Rosalind Franklin University of Medicine and Science
North Chicago, Illinois
2008 New Investigator Research Grant
Amyloid plaques, a characteristic feature of Alzheimer pathology, are constructed of large aggregates of beta-amyloid, a protein fragment found in the brain. It has been suggested that increasing the ability of the brain to clear beta-amyloid may be a useful approach to slowing or halting progression of the disease.
One enzyme that degrades beta-amyloid in the human brain has already been characterized. A second beta-amyloid-degrading enzyme has been described in mice. Blocking the expression of this gene in mice causes increases in beta-amyloid levels in the brain. Robert A. Marr, Ph.D., and colleagues are characterizing the human version of this second enzyme, named membrane metallo-endopeptidase-like protein (MMEL). They have already shown that one version of MMEL (MMELb) is able to degrade beta-amyloid.

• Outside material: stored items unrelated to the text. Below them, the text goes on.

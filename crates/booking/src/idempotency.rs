//! Booking-side idempotency guard.

use std::sync::Arc;

use common::RequestId;

use crate::{BookingError, Result, store::BookingStore};

/// Claims request ids exactly once.
///
/// The claim is the insert itself: whichever caller writes the request-log
/// row first wins, and every later claim of the same id (including a
/// concurrent one) fails with [`BookingError::DuplicateRequest`]. This only
/// protects the booking ledger; the inventory keeps its own per-request
/// check.
pub struct IdempotencyGuard<S: BookingStore + ?Sized> {
    store: Arc<S>,
}

impl<S: BookingStore + ?Sized> Clone for IdempotencyGuard<S> {
    fn clone(&self) -> Self {
        Self {
            store: self.store.clone(),
        }
    }
}

impl<S: BookingStore + ?Sized> IdempotencyGuard<S> {
    pub fn new(store: Arc<S>) -> Self {
        Self { store }
    }

    #[tracing::instrument(skip(self), fields(%request_id))]
    pub async fn claim(&self, request_id: &RequestId) -> Result<()> {
        match self.store.insert_request(request_id).await {
            Ok(()) => Ok(()),
            Err(err @ BookingError::DuplicateRequest(_)) => {
                tracing::info!("duplicate request rejected");
                metrics::counter!("booking_duplicate_requests_total").increment(1);
                Err(err)
            }
            Err(err) => Err(err),
        }
    }
}

#[cfg(test)]
mod tests {
    use super::*;
    use crate::InMemoryBookingStore;
    use futures_util::future::join_all;

    #[tokio::test]
    async fn second_claim_is_a_conflict() {
        let guard = IdempotencyGuard::new(Arc::new(InMemoryBookingStore::new()));
        let request = RequestId::new("rq-1");

        guard.claim(&request).await.unwrap();
        let err = guard.claim(&request).await.unwrap_err();

        assert_eq!(err.kind(), common::ErrorKind::Conflict);
        guard.claim(&RequestId::new("rq-2")).await.unwrap();
    }

    #[tokio::test(flavor = "multi_thread", worker_threads = 4)]
    async fn concurrent_claims_have_one_winner() {
        let guard = IdempotencyGuard::new(Arc::new(InMemoryBookingStore::new()));

        let claims = (0..10).map(|_| {
            let guard = guard.clone();
            tokio::spawn(async move { guard.claim(&RequestId::new("same")).await })
        });
        let winners = join_all(claims)
            .await
            .into_iter()
            .filter(|r| matches!(r, Ok(Ok(()))))
            .count();

        assert_eq!(winners, 1);
    }
}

Dr. Marr and colleagues plan to extend their studies of MMEL to understand its role in Alzheimer's disease. They will quantify the expression of different versions of MMEL in human brain samples from healthy individuals and from individuals with Alzheimer's disease. The researchers will also genetically engineer mice to express high levels of MMELb to determine if such treatment reduces accumulation of beta-amyloid and preserves cognitive function. These studies may improve our understanding of how beta-amyloid is degraded, and they may suggest opportunities for the development of new treatment strategies for Alzheimer's disease.